Purchasing power and the 1970s parallel: When the whole commodity basket rises, what is actually falling is the purchasing power of the measuring currency. He cites the 1970s, when gold went from $35 to $850 by 1981 even as the Fed funds rate rose from about 3.75% to 19%, proving the assumed inverse correlation between yields and gold breaks down once currency risk dominates.

 

Dollar collapse and real money: Citing Roman law, Blackstone, and J.P. Morgan’s 1925 congressional testimony that “gold is money and the rest is credit,” Macleod calls the dollar imaginary money whose worth is pure faith.

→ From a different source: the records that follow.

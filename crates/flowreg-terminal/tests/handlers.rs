//! Command handlers against the in-memory registry.

#![allow(clippy::unwrap_used)]

use clap::Parser;
use flowreg_app::{ConsoleCore, LocalExpiringStore, Notice};
use flowreg_core::{resources, ConsoleConfig, ConsoleError, Permissions};
use flowreg_terminal::{execute, Cli, HandlerContext};
use flowreg_testkit::{fixtures, MockRegistryApi, TestEffects};

const NOW_MS: i64 = 1_700_000_000_000;

fn context(api: MockRegistryApi) -> (HandlerContext, TestEffects) {
    let effects = TestEffects::at(NOW_MS).with_api(api);
    let store = LocalExpiringStore::new(effects.storage_handle(), effects.time_handle());
    let core = ConsoleCore::new(effects.api_handle(), store);
    (HandlerContext::new(core, ConsoleConfig::default()), effects)
}

async fn run(ctx: &HandlerContext, args: &[&str]) -> anyhow::Result<String> {
    let cli = Cli::try_parse_from(std::iter::once("flowreg").chain(args.iter().copied()))?;
    execute(ctx, cli.command).await
}

fn admin() -> MockRegistryApi {
    let alice = fixtures::user("u-1", "alice");
    MockRegistryApi::new()
        .with_current_user(fixtures::current_user("alice", fixtures::admin_permissions()))
        .with_buckets(vec![
            fixtures::bucket("b-1", "Prod"),
            fixtures::bucket("b-2", "Dev"),
            fixtures::bucket("b-3", "Production"),
        ])
        .with_groups(vec![fixtures::group("g-1", "admins", &[])])
        .with_users(vec![alice, fixtures::user("u-2", "bob")])
}

#[tokio::test]
async fn test_buckets_list_search_and_sort() {
    let (ctx, _) = context(admin());

    let out = run(&ctx, &["buckets", "list", "--search", "prod", "--desc"])
        .await
        .unwrap();

    let lines: Vec<&str> = out.lines().collect();
    assert!(lines[0].starts_with("Bucket Name v"));
    assert!(lines[1].starts_with("Production"));
    assert!(lines[2].starts_with("Prod "));
    assert_eq!(lines[3], "2 of 3 shown");
}

#[tokio::test]
async fn test_buckets_list_exact_match() {
    let (ctx, _) = context(admin());

    let out = run(&ctx, &["buckets", "list", "-s", "PROD", "--exact"]).await.unwrap();

    assert!(out.ends_with("1 of 3 shown"));
}

#[tokio::test]
async fn test_unknown_sort_column_is_an_error() {
    let (ctx, _) = context(admin());

    let err = run(&ctx, &["buckets", "list", "--sort", "owner"]).await.unwrap_err();

    assert!(err.to_string().contains("cannot sort by 'owner'"));
}

#[tokio::test]
async fn test_bucket_delete_reports_unknown_ids() {
    let (ctx, effects) = context(admin());

    let out = run(&ctx, &["buckets", "delete", "b-1", "b-9"]).await.unwrap();

    assert!(out.contains("skipped b-9: no such bucket"));
    assert!(out.contains("deleted bucket Prod (b-1)"));
    assert_eq!(effects.api.buckets().len(), 2);
}

#[tokio::test]
async fn test_bucket_delete_repeated_id_deletes_once() {
    let (ctx, effects) = context(admin());

    let out = run(&ctx, &["buckets", "delete", "b-1", "b-1"]).await.unwrap();

    assert_eq!(out.matches("deleted bucket Prod (b-1)").count(), 1);
    assert_eq!(effects.api.buckets().len(), 2);
    assert!(effects.api.buckets().iter().all(|b| b.identifier != "b-1"));
}

#[tokio::test]
async fn test_admin_commands_pass_the_gate_first() {
    let api = MockRegistryApi::new().with_current_user(fixtures::current_user(
        "carol",
        fixtures::permissions(&[
            (resources::ANY_TOP_LEVEL_RESOURCE, Permissions::read_only()),
            (resources::BUCKETS, Permissions::read_only()),
        ]),
    ));
    let (ctx, effects) = context(api);

    let err = run(&ctx, &["users", "add", "mallory"]).await.unwrap_err();

    assert!(err.to_string().contains("redirected to /administration/workflow"));
    assert!(err.to_string().contains(Notice::AccessDenied.title()));
    assert_eq!(effects.api.call_count("add_user"), 0);
}

#[tokio::test]
async fn test_anonymous_users_admin_is_not_configured() {
    let (ctx, _) = context(MockRegistryApi::new());

    let err = run(&ctx, &["users", "list"]).await.unwrap_err();

    assert!(err.to_string().contains(Notice::NotConfigured.title()));
}

#[tokio::test]
async fn test_gate_network_failure_surfaces_console_error() {
    let api = MockRegistryApi::new().with_failure(
        "load_current_user",
        flowreg_core::ApiError::transport("connection refused"),
    );
    let (ctx, _) = context(api);

    let err = run(&ctx, &["buckets", "create", "Staging"]).await.unwrap_err();

    assert_eq!(
        err.downcast_ref::<ConsoleError>(),
        Some(&ConsoleError::network("connection refused"))
    );
}

#[tokio::test]
async fn test_group_membership_commands() {
    let (ctx, effects) = context(admin());

    let out = run(&ctx, &["groups", "add-members", "g-1", "alice", "u-2"])
        .await
        .unwrap();
    assert!(out.starts_with("admins (g-1)\nmembers: 2"));

    run(&ctx, &["groups", "remove-members", "g-1", "u-1"]).await.unwrap();
    let groups = effects.api.groups();
    let group = &groups[0];
    assert!(!group.has_member("u-1"));
    assert!(group.has_member("u-2"));

    let err = run(&ctx, &["groups", "add-members", "g-1", "nobody"]).await.unwrap_err();
    assert!(err.to_string().contains("no such user: nobody"));
}

#[tokio::test]
async fn test_users_list_shows_users_and_groups() {
    let (ctx, _) = context(admin());

    let out = run(&ctx, &["users", "list"]).await.unwrap();

    assert!(out.lines().nth(1).unwrap().starts_with("admins"));
    assert!(out.ends_with("3 of 3 shown"));
}

#[tokio::test]
async fn test_navigate_reports_decision() {
    let (ctx, _) = context(admin());

    let out = run(&ctx, &["navigate", "/administration/users"]).await.unwrap();
    assert_eq!(out, "allowed: /administration/users");

    let out = run(&ctx, &["navigate", "/explorer/grid-list"]).await.unwrap();
    assert_eq!(out, "allowed: /explorer/grid-list");
}

#[tokio::test]
async fn test_login_then_whoami_then_logout() {
    let token = fixtures::session_token("alice", NOW_MS / 1000 + 3600);
    let (ctx, _) = context(admin().with_login("alice", "secret", token));

    let out = run(&ctx, &["login", "alice", "--password", "secret"]).await.unwrap();
    assert_eq!(out, "logged in as alice\nnext: /explorer/grid-list");

    let out = run(&ctx, &["whoami"]).await.unwrap();
    assert!(out.contains("identity:   alice"));
    assert!(out.contains("can logout: true"));
    assert!(out.contains(&format!("token expires (ms): {}", (NOW_MS / 1000 + 3600) * 1000)));

    assert_eq!(run(&ctx, &["logout"]).await.unwrap(), "logged out");
    assert!(!ctx.core().store().has_session_token().await);
}

#[tokio::test]
async fn test_droplet_show_and_delete() {
    let api = admin().with_droplets(vec![fixtures::droplet("d-1", "ingest", "b-1")]);
    let (ctx, effects) = context(api);

    let out = run(&ctx, &["droplets", "show", "b-1", "flows", "d-1"]).await.unwrap();
    assert!(out.starts_with("name:     ingest"));
    assert!(out.contains("bucket:   b-1"));

    let out = run(&ctx, &["droplets", "delete", "b-1", "flows", "d-1"]).await.unwrap();
    assert_eq!(out, "deleted ingest (d-1)");
    assert!(effects.api.droplets().is_empty());
}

He would not be surprised by a complete dollar collapse within 12 to 18 months and urges holding gold as insurance rather than haggling over a few hundred dollars on entry.

 

Silver shortage and Asian demand: Overground silver stocks not already spoken for are minimal against surging industrial and military demand, and China has flipped to a net buyer importing roughly three times its exports despite a 13% import tax. He cites Reliance Industries’ massive solar-panel silver buying and Modi asking Indians to stop buying silver for a year as signs of acute scarcity.

 

COMEX open interest and mispricing: Gold and silver open interest sit at multi-decade lows — silver the lowest in 20 years — which Macleod reads as bullion banks deterring business and desperate to close shorts because “you mustn’t be short,” signaling markets that are “seizing up” from mispricing. He ties this to the broader paper-versus-physical divergence visible in oil, where Sri Lanka reportedly paid $280 a barrel against divorced Western benchmark prices.